Many of my students that go through Pilates teacher training finish their courses and get started practicing. Then they realize that they learned so much that they don’t know where to begin. So when teacher in training Mary Cobb came to me with suggestion for how she organized her study time, I had to share it with all of you!
You’ve completed your first Pilates teacher training course.
My first course was with STOTT PILATES® on the reformer. Now that my in-course hours are done, I need to also complete additional self-guided study. For my program I need to complete 40 hours of physical review, 25 hours of practice teaching, and 10 hours of observation.
You’ve just done a ton of work learning new vocabulary, anatomy, and over 100 pilates reformer exercises – not to mention navigating your way through breath patterns. It can feel like a lot of information, but these practice hours will help solidify all the new concepts you learned in class.
Here are some tips about what to do when teaching your first class.
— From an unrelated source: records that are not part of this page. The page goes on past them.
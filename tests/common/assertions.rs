//! Custom assertions and readers for replacement testing.
//!
//! Provides domain-specific helpers that read produced documents back and
//! make tests more readable with better failure messages.

use phraseswap::package::{Package, XmlDocument, XmlElement};
use std::path::Path;

/// Reads and parses an XML part of a produced package.
///
/// # Panics
/// Panics if the package or part cannot be read.
pub fn read_xml_part(path: &Path, part: &str) -> XmlDocument {
    let package = Package::open(path)
        .unwrap_or_else(|e| panic!("Failed to open package '{}': {}", path.display(), e));
    package
        .xml_part(part)
        .unwrap_or_else(|e| panic!("Failed to read part '{}': {}", part, e))
}

/// All descendant elements of `element` with local name `local`, in
/// document order.
pub fn descendants<'a>(element: &'a XmlElement, local: &str) -> Vec<&'a XmlElement> {
    let mut found = Vec::new();
    collect(element, local, &mut found);
    found
}

fn collect<'a>(element: &'a XmlElement, local: &str, found: &mut Vec<&'a XmlElement>) {
    for child in element.elements() {
        if child.is(local) {
            found.push(child);
        }
        collect(child, local, found);
    }
}

/// Text of every paragraph in a document's body.
pub fn docx_paragraphs(path: &Path) -> Vec<String> {
    let document = read_xml_part(path, "word/document.xml");
    descendants(&document.root, "p")
        .into_iter()
        .map(|p| descendants(p, "t").iter().map(|t| t.text()).collect())
        .collect()
}

/// Text of every run in a document, grouped by paragraph.
pub fn docx_runs(path: &Path) -> Vec<Vec<String>> {
    let document = read_xml_part(path, "word/document.xml");
    descendants(&document.root, "p")
        .into_iter()
        .map(|p| descendants(p, "r").iter().map(|r| r.text()).collect())
        .collect()
}

/// Text of every shared-string item.
pub fn shared_strings(path: &Path) -> Vec<String> {
    let document = read_xml_part(path, "xl/sharedStrings.xml");
    document
        .root
        .children_named("si")
        .map(|si| descendants(si, "t").iter().map(|t| t.text()).collect())
        .collect()
}

/// Every cell of the first worksheet.
pub fn sheet_cells(path: &Path) -> Vec<XmlElement> {
    let document = read_xml_part(path, "xl/worksheets/sheet1.xml");
    descendants(&document.root, "c").into_iter().cloned().collect()
}

/// Asserts that two packages hold the same parts with identical bytes.
///
/// # Panics
/// Panics naming the first part that differs.
pub fn assert_same_parts(expected: &Path, actual: &Path) {
    let expected = Package::open(expected).expect("Failed to open expected package");
    let actual = Package::open(actual).expect("Failed to open actual package");

    let expected_names: Vec<&str> = expected.part_names().collect();
    let actual_names: Vec<&str> = actual.part_names().collect();
    assert_eq!(expected_names, actual_names, "Packages should hold the same parts");

    for name in expected_names {
        assert!(
            expected.part(name) == actual.part(name),
            "Part '{}' should be unchanged",
            name
        );
    }
}

/// Asserts that a text file holds exactly `expected`.
///
/// # Panics
/// Panics if the file cannot be read or differs.
pub fn assert_text_file(path: &Path, expected: &str) {
    let content = std::fs::read_to_string(path)
        .unwrap_or_else(|e| panic!("Failed to read '{}': {}", path.display(), e));
    assert_eq!(content, expected, "Unexpected content in '{}'", path.display());
}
Remember, teaching is an opportunity to practice what you’ve been studying!
Always introduce yourself to each new client and learn your client’s names. This personalizes the experience and allows you to give targeted cueing.
Make sure you are aware of any injuries and offer modifications where you can.
Write out your programming before class. Include your warm up and 18 reformer exercises. You will probably only get through half but this way you are over prepared.
The warm up should last about 10-15mins. Warms ups on the mat first are a great way to begin. Keep in mind that clients who signed up for a reformer class usually want to get on the reformer as soon as possible.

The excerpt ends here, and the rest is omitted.